WHAT YOU ARE ASKED TO DO :: Please return each record below exactly, with nothing left out.

DATA UNDER STUDY ::
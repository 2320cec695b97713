//! One-shot baseline capture, per-frame deltas and misalignment counters.
//!
//! A steady gaze shift of one eye moves its iris toward one canthus and away
//! from the other. Head motion moves both canthi with the iris and cancels
//! out of `(n − n₀) − (t − t₀)`. Comparing that per-eye shift between the two
//! eyes gives a cross-eye asymmetry signal used as a strabismus heuristic.

use serde::{Deserialize, Serialize};

use crate::smoothing::{Axes, EyeDistances, PerEye};
use crate::{DELTA_ADJUST_MM, STRABISMUS_THRESHOLD_MM};

/// Smoothed distances for both eyes.
pub type Distances = PerEye<EyeDistances<f32>>;

/// Calibration snapshot of the eighteen smoothed distances.
///
/// Written at most once per session; later captures are no-ops.
#[derive(Debug, Clone, Copy, Default, PartialEq, Serialize, Deserialize)]
#[serde(transparent)]
pub struct Baseline(Option<Distances>);

impl Baseline {
    pub fn get(&self) -> Option<&Distances> {
        self.0.as_ref()
    }

    pub fn is_captured(&self) -> bool {
        self.0.is_some()
    }

    /// Store `current` if nothing has been captured yet. Returns whether the
    /// snapshot was taken by this call.
    pub fn capture(&mut self, current: &Distances) -> bool {
        if self.0.is_some() {
            return false;
        }
        self.0 = Some(*current);
        true
    }
}

/// Deltas against the baseline, in millimetres.
#[derive(Debug, Clone, Copy, Default, PartialEq, Serialize, Deserialize)]
pub struct DeltaReport {
    pub left: Axes<f32>,
    pub right: Axes<f32>,
    /// Left minus right.
    pub cross: Axes<f32>,
}

impl DeltaReport {
    pub fn compute(current: &Distances, baseline: &Distances) -> Self {
        let left = eye_delta(&current.left, &baseline.left);
        let right = eye_delta(&current.right, &baseline.right);
        let cross = left.zip(right).map(|(l, r)| l - r);
        Self { left, right, cross }
    }
}

fn eye_delta(current: &EyeDistances<f32>, baseline: &EyeDistances<f32>) -> Axes<f32> {
    let nasal_shift = current.nasal.zip(baseline.nasal).map(|(c, b)| c - b);
    let temporal_shift = current.temporal.zip(baseline.temporal).map(|(c, b)| c - b);
    nasal_shift
        .zip(temporal_shift)
        .map(|(n, t)| (n - t) * DELTA_ADJUST_MM / 2.0)
}

/// Nine monotonically increasing threshold-crossing counters.
#[derive(Debug, Clone, Copy, Default, PartialEq, Eq, Serialize, Deserialize)]
pub struct WarningCounters {
    pub left: Axes<u64>,
    pub right: Axes<u64>,
    pub cross: Axes<u64>,
}

impl WarningCounters {
    /// Count every delta strictly above the threshold. Returns how many
    /// counters were incremented.
    pub fn record(&mut self, deltas: &DeltaReport) -> usize {
        count_axes(&mut self.left, &deltas.left)
            + count_axes(&mut self.right, &deltas.right)
            + count_axes(&mut self.cross, &deltas.cross)
    }

    pub fn total(&self) -> u64 {
        [self.left, self.right, self.cross]
            .iter()
            .map(|a| a.x + a.y + a.combined)
            .sum()
    }
}

fn count_axes(counters: &mut Axes<u64>, deltas: &Axes<f32>) -> usize {
    let mut bumped = 0;
    for (counter, delta) in [
        (&mut counters.x, deltas.x),
        (&mut counters.y, deltas.y),
        (&mut counters.combined, deltas.combined),
    ] {
        if delta > STRABISMUS_THRESHOLD_MM {
            *counter += 1;
            bumped += 1;
        }
    }
    bumped
}
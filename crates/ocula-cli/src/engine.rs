use ocula_core::{FilterState, Frame, FrameOutput, FrameProcessor, IrisSession, ProcessError, SessionOptions};
use thiserror::Error;
use tokio::sync::{mpsc, oneshot};
use uuid::Uuid;

#[derive(Error, Debug)]
pub enum EngineError {
    #[error("frame rejected")]
    Process(#[from] ProcessError),
    #[error("failed to spawn session thread: {0}")]
    Spawn(#[source] std::io::Error),
    #[error("session thread exited")]
    ChannelClosed,
}

/// Messages sent from the stream driver to the session thread.
enum EngineRequest {
    Process {
        frame: Frame,
        reply: oneshot::Sender<Result<Option<FrameOutput>, ProcessError>>,
    },
    Snapshot {
        reply: oneshot::Sender<FilterState>,
    },
}

/// Clone-safe handle to a session thread.
///
/// The session lives as long as any handle does; dropping the last one
/// ends the session and discards its filter state.
#[derive(Clone)]
pub struct EngineHandle {
    tx: mpsc::Sender<EngineRequest>,
    session_id: Uuid,
}

impl EngineHandle {
    pub fn session_id(&self) -> Uuid {
        self.session_id
    }

    /// Run one frame through the session.
    pub async fn process(&self, frame: Frame) -> Result<Option<FrameOutput>, EngineError> {
        let (reply_tx, reply_rx) = oneshot::channel();
        self.tx
            .send(EngineRequest::Process {
                frame,
                reply: reply_tx,
            })
            .await
            .map_err(|_| EngineError::ChannelClosed)?;
        let result = reply_rx.await.map_err(|_| EngineError::ChannelClosed)?;
        Ok(result?)
    }

    /// Copy of the session's current filter state.
    pub async fn snapshot(&self) -> Result<FilterState, EngineError> {
        let (reply_tx, reply_rx) = oneshot::channel();
        self.tx
            .send(EngineRequest::Snapshot { reply: reply_tx })
            .await
            .map_err(|_| EngineError::ChannelClosed)?;
        reply_rx.await.map_err(|_| EngineError::ChannelClosed)
    }
}

/// Spawn a session on a dedicated OS thread.
///
/// The thread owns the [`IrisSession`] outright, so frames are processed one
/// at a time in the order they are sent.
pub fn spawn_engine(options: SessionOptions, channel_capacity: usize) -> Result<EngineHandle, EngineError> {
    let session_id = Uuid::new_v4();
    let (tx, mut rx) = mpsc::channel::<EngineRequest>(channel_capacity.max(1));
    let mut session = IrisSession::new(options);

    std::thread::Builder::new()
        .name("ocula-session".into())
        .spawn(move || {
            let span = tracing::info_span!("session", id = %session_id);
            let _enter = span.enter();
            tracing::info!("session started");

            let mut frames = 0u64;
            while let Some(req) = rx.blocking_recv() {
                match req {
                    EngineRequest::Process { frame, reply } => {
                        frames += 1;
                        let result = session.process(&frame);
                        if let Err(e) = &result {
                            tracing::error!(error = %e, ts = frame.timestamp_us, "frame rejected");
                        }
                        let _ = reply.send(result);
                    }
                    EngineRequest::Snapshot { reply } => {
                        let _ = reply.send(session.state().clone());
                    }
                }
            }
            tracing::info!(
                frames,
                warnings = session.state().warnings.total(),
                "session ended"
            );
        })
        .map_err(EngineError::Spawn)?;

    Ok(EngineHandle { tx, session_id })
}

REPLY ::
repository 2320cec695b97713
//! One-shot baseline capture, per-frame deltas and misalignment counters.
//!
//! A steady gaze shift of one eye moves its iris toward one canthus and away
//! from the other. Head motion moves both canthi with the iris and cancels
//! out of `(n − n₀) − (t − t₀)`. Comparing that per-eye shift between the two
//! eyes gives a cross-eye asymmetry signal used as a strabismus heuristic.

use serde::{Deserialize, Serialize};

use crate::smoothing::{Axes, EyeDistances, PerEye};
use crate::{DELTA_ADJUST_MM, STRABISMUS_THRESHOLD_MM};

/// Smoothed distances for both eyes.
pub type Distances = PerEye<EyeDistances<f32>>;

/// Calibration snapshot of the eighteen smoothed distances.
///
/// Written at most once per session; later captures are no-ops.
#[derive(Debug, Clone, Copy, Default, PartialEq, Serialize, Deserialize)]
#[serde(transparent)]
pub struct Baseline(Option<Distances>);

impl Baseline {
    pub fn get(&self) -> Option<&Distances> {
        self.0.as_ref()
    }

    pub fn is_captured(&self) -> bool {
        self.0.is_some()
    }

    /// Store `current` if nothing has been captured yet. Returns whether the
    /// snapshot was taken by this call.
    pub fn capture(&mut self, current: &Distances) -> bool {
        if self.0.is_some() {
            return false;
        }
        self.0 = Some(*current);
        true
    }
}

/// Deltas against the baseline, in millimetres.
#[derive(Debug, Clone, Copy, Default, PartialEq, Serialize, Deserialize)]
pub struct DeltaReport {
    pub left: Axes<f32>,
    pub right: Axes<f32>,
    /// Left minus right.
    pub cross: Axes<f32>,
}

impl DeltaReport {
    pub fn compute(current: &Distances, baseline: &Distances) -> Self {
        let left = eye_delta(&current.left, &baseline.left);
        let right = eye_delta(&current.right, &baseline.right);
        let cross = left.zip(right).map(|(l, r)| l - r);
        Self { left, right, cross }
    }
}

fn eye_delta(current: &EyeDistances<f32>, baseline: &EyeDistances<f32>) -> Axes<f32> {
    let nasal_shift = current.nasal.zip(baseline.nasal).map(|(c, b)| c - b);
    let temporal_shift = current.temporal.zip(baseline.temporal).map(|(c, b)| c - b);
    nasal_shift
        .zip(temporal_shift)
        .map(|(n, t)| (n - t) * DELTA_ADJUST_MM / 2.0)
}

/// Nine monotonically increasing threshold-crossing counters.
#[derive(Debug, Clone, Copy, Default, PartialEq, Eq, Serialize, Deserialize)]
pub struct WarningCounters {
    pub left: Axes<u64>,
    pub right: Axes<u64>,
    pub cross: Axes<u64>,
}

impl WarningCounters {
    /// Count every delta strictly above the threshold. Returns how many
    /// counters were incremented.
    pub fn record(&mut self, deltas: &DeltaReport) -> usize {
        count_axes(&mut self.left, &deltas.left)
            + count_axes(&mut self.right, &deltas.right)
            + count_axes(&mut self.cross, &deltas.cross)
    }

    pub fn total(&self) -> u64 {
        [self.left, self.right, self.cross]
            .iter()
            .map(|a| a.x + a.y + a.combined)
            .sum()
    }
}

fn count_axes(counters: &mut Axes<u64>, deltas: &Axes<f32>) -> usize {
    let mut bumped = 0;
    for (counter, delta) in [
        (&mut counters.x, deltas.x),
        (&mut counters.y, deltas.y),
        (&mut counters.combined, deltas.combined),
    ] {
        if delta > STRABISMUS_THRESHOLD_MM {
            *counter += 1;
            bumped += 1;
        }
    }
    bumped
}
filename crates/ocula-cli/src/engine.rs
use ocula_core::{FilterState, Frame, FrameOutput, FrameProcessor, IrisSession, ProcessError, SessionOptions};
use thiserror::Error;
use tokio::sync::{mpsc, oneshot};
use uuid::Uuid;

#[derive(Error, Debug)]
pub enum EngineError {
    #[error("frame rejected")]
    Process(#[from] ProcessError),
    #[error("failed to spawn session thread: {0}")]
    Spawn(#[source] std::io::Error),
    #[error("session thread exited")]
    ChannelClosed,
}

/// Messages sent from the stream driver to the session thread.
enum EngineRequest {
    Process {
        frame: Frame,
        reply: oneshot::Sender<Result<Option<FrameOutput>, ProcessError>>,
    },
    Snapshot {
        reply: oneshot::Sender<FilterState>,
    },
}

/// Clone-safe handle to a session thread.
///
/// The session lives as long as any handle does; dropping the last one
/// ends the session and discards its filter state.
#[derive(Clone)]
pub struct EngineHandle {
    tx: mpsc::Sender<EngineRequest>,
    session_id: Uuid,
}

impl EngineHandle {
    pub fn session_id(&self) -> Uuid {
        self.session_id
    }

    /// Run one frame through the session.
    pub async fn process(&self, frame: Frame) -> Result<Option<FrameOutput>, EngineError> {
        let (reply_tx, reply_rx) = oneshot::channel();
        self.tx
            .send(EngineRequest::Process {
                frame,
                reply: reply_tx,
            })
            .await
            .map_err(|_| EngineError::ChannelClosed)?;
        let result = reply_rx.await.map_err(|_| EngineError::ChannelClosed)?;
        Ok(result?)
    }

    /// Copy of the session's current filter state.
    pub async fn snapshot(&self) -> Result<FilterState, EngineError> {
        let (reply_tx, reply_rx) = oneshot::channel();
        self.tx
            .send(EngineRequest::Snapshot { reply: reply_tx })
            .await
            .map_err(|_| EngineError::ChannelClosed)?;
        reply_rx.await.map_err(|_| EngineError::ChannelClosed)
    }
}

/// Spawn a session on a dedicated OS thread.
///
/// The thread owns the [`IrisSession`] outright, so frames are processed one
/// at a time in the order they are sent.
pub fn spawn_engine(options: SessionOptions, channel_capacity: usize) -> Result<EngineHandle, EngineError> {
    let session_id = Uuid::new_v4();
    let (tx, mut rx) = mpsc::channel::<EngineRequest>(channel_capacity.max(1));
    let mut session = IrisSession::new(options);

    std::thread::Builder::new()
        .name("ocula-session".into())
        .spawn(move || {
            let span = tracing::info_span!("session", id = %session_id);
            let _enter = span.enter();
            tracing::info!("session started");

            let mut frames = 0u64;
            while let Some(req) = rx.blocking_recv() {
                match req {
                    EngineRequest::Process { frame, reply } => {
                        frames += 1;
                        let result = session.process(&frame);
                        if let Err(e) = &result {
                            tracing::error!(error = %e, ts = frame.timestamp_us, "frame rejected");
                        }
                        let _ = reply.send(result);
                    }
                    EngineRequest::Snapshot { reply } => {
                        let _ = reply.send(session.state().clone());
                    }
                }
            }
            tracing::info!(
                frames,
                warnings = session.state().warnings.total(),
                "session ended"
            );
        })
        .map_err(EngineError::Spawn)?;

    Ok(EngineHandle { tx, session_id })
}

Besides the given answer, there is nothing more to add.